Cellular effects of low-intensity pulsed ultrasound and X-irradiation in combination in two human leukaemia cell lines

• Published in: Ultrasonics sonochemistry Vol. 23; pp. 339 - 346
• Main Authors: Buldakov, Mikhail A., Hassan, Mariame A., Jawaid, Paras, Cherdyntseva, Nadejda V., Kondo, Takashi
• Format: Journal Article
• Language: English
• Published: Netherlands Elsevier B.V 01.03.2015
• Subjects: Cell Cycle - radiation effects; Cell Death - radiation effects; Cell killing; Cell lysis; Cell Survival - radiation effects; DNA Damage; Humans; Ionizing radiation; Leukemia - pathology; Membrane damage; Radiation Dosage; U937 Cells; Ultrasonics; Ultrasound; X-Rays; Ionizing radiation; Cell killing; Cell lysis; Ultrasound; DNA damage; Membrane damage
• ISSN: 1350-4177; 1873-2828
• DOI: 10.1016/j.ultsonch.2014.08.018

•Low-intensity ultrasound and X-irradiation enhance cell killing in vitro.•Low-intensity ultrasound induces immediate cell death due to membrane damage and/or cell lysis.•The underlying cellular events following one treatment are dependent on cell type.•The effectiveness of the combination depends on the acoustic environment.

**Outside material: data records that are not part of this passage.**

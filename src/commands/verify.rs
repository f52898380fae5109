//! Verify command implementation

use super::common::{print_json, CommandContext};
use super::report::print_verification;
use crate::pipeline::verify_season;
use crate::{Result, Season};

/// Returns true when every season is complete.
pub fn handle_verify(ctx: &CommandContext, seasons: &[Season], as_json: bool) -> Result<bool> {
    let seasons = ctx.resolve_seasons(seasons)?;
    let db = ctx.open_db()?;
    let policy = ctx.settings.verification.policy();

    let mut reports = Vec::with_capacity(seasons.len());
    for season in seasons {
        reports.push(verify_season(&db, &ctx.registry, season, &policy)?);
    }

    if as_json {
        print_json(&reports)?;
    } else {
        for report in &reports {
            print_verification(report);
        }
    }
    Ok(reports.iter().all(|r| r.is_complete()))
}
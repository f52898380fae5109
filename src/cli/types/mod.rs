//! Type-safe wrappers for seasons, weeks and record identifiers.

pub mod ids;
pub mod time;

pub use ids::{GameUid, StatUid, TeamUid};
pub use time::{Season, Week};
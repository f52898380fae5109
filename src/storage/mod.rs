//! Storage layer for collected games, teams and statistics
//!
//! This module wraps the SQLite database, organized into:
//! - `models`: Data structures
//! - `schema`: Database connection and schema management
//! - `queries`: Idempotent upserts and the read queries the verifier uses

pub mod models;
pub mod queries;
pub mod schema;

#[cfg(test)]
mod tests;

pub use models::*;
pub use queries::DuplicateFixture;
pub use schema::GameDatabase;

Previously, we have shown that a combination between X-irradiation and low-intensity pulsed ultrasound (US) could synergistically suppress cell survival post exposure (Buldakov et al., 2014). In this study, the cellular effects underlying the enhanced cell killing are investigated. U937 and Molt-4 cell lines were exposed to 1.0MHz US with 50% duty factor at 0.3W/cm2 and pulsed at 1, 5 and 10Hz immediately after exposure to X-rays at 0, 0.5, 2.5 and 5Gy. The cells were assayed at different time points to depict the major cellular events that culminated in cell death. For instance, membrane damage and cell lysis were estimated immediately following exposure and 24h later. Intracellular reactive oxygen species (ROS) were also determined flow cytometrically after treatment. Moreover, the extent of DNA damage and cell cycle progression were determined at 6 and 24h, respectively. Despite the general trend for synergism, there was a disproportionation of mediating factors depending on the cell type and its specific biological makeup. Immediately, US could induce appreciable necrotic cell death through extensive membrane damage in U937 but induced cell lysis in Molt-4 cells. ROS might have contributed to cell killing in Molt-4 but not in U937 cells. Although both of the physical modalities are significantly DNA-damaging alone, no additional damage was observed in combination. Moreover, override in some arrested cell cycle phases was also observed following combination. Collectively, the interaction between X-rays and US seems to depend mainly on the acoustic environment determined by the setup and this might explain the contradictory data among reports.